:: EXERCISE ::
Whenever a line of the records below contains the word "message", copy that line.

───── INPUT DATA ─────

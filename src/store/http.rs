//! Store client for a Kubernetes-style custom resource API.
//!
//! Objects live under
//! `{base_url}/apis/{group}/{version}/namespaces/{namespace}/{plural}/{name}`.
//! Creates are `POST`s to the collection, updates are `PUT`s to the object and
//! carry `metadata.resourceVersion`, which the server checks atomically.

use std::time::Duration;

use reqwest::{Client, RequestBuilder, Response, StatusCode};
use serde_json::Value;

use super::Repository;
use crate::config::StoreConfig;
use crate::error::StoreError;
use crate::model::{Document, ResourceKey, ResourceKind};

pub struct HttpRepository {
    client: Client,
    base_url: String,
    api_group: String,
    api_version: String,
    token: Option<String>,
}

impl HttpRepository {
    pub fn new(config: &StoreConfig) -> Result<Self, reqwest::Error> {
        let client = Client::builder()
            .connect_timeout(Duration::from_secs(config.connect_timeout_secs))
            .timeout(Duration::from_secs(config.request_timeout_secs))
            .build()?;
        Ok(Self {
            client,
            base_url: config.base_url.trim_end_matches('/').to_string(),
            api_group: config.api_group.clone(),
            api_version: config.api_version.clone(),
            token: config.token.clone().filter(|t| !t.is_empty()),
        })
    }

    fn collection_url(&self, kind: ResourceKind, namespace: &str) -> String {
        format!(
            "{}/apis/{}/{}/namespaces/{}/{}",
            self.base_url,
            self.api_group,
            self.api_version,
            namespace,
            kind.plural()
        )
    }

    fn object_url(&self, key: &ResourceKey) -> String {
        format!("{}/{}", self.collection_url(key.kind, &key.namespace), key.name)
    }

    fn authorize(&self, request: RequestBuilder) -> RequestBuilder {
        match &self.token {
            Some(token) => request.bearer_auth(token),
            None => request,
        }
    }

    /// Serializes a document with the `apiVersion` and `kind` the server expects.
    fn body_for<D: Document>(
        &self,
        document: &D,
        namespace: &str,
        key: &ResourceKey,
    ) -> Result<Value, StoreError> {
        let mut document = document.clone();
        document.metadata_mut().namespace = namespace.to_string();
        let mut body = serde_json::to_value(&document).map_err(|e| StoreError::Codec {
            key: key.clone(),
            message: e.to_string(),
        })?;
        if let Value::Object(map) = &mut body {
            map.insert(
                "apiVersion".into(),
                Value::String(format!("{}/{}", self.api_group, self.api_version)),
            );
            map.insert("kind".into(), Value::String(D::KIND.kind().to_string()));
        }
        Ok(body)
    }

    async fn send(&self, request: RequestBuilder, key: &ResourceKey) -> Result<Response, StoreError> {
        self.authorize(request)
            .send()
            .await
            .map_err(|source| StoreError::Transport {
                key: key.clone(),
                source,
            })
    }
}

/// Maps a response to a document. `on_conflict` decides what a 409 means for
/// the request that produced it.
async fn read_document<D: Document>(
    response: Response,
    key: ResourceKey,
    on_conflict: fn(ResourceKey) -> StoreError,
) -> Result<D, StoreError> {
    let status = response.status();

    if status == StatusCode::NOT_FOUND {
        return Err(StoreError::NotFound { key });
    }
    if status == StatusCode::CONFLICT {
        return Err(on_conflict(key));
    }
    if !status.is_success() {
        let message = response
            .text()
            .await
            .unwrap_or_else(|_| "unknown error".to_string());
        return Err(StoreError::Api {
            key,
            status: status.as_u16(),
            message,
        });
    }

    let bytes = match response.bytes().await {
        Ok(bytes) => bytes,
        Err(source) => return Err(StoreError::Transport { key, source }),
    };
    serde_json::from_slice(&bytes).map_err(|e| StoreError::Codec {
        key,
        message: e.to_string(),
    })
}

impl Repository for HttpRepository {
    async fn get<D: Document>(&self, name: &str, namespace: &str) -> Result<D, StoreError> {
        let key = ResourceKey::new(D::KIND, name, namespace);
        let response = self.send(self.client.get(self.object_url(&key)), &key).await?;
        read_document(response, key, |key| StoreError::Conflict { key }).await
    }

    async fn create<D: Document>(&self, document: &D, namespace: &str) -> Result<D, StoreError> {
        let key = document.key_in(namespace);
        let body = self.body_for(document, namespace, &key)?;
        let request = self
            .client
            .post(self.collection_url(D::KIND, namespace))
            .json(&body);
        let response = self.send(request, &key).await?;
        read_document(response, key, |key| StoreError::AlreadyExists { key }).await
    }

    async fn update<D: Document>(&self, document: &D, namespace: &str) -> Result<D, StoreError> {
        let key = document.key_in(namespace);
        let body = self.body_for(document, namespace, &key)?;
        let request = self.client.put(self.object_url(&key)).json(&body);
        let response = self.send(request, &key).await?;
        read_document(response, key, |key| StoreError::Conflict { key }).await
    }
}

─────

:: REPLY ::
            message: e.to_string(),
        let message = response
            message,
        message: e.to_string(),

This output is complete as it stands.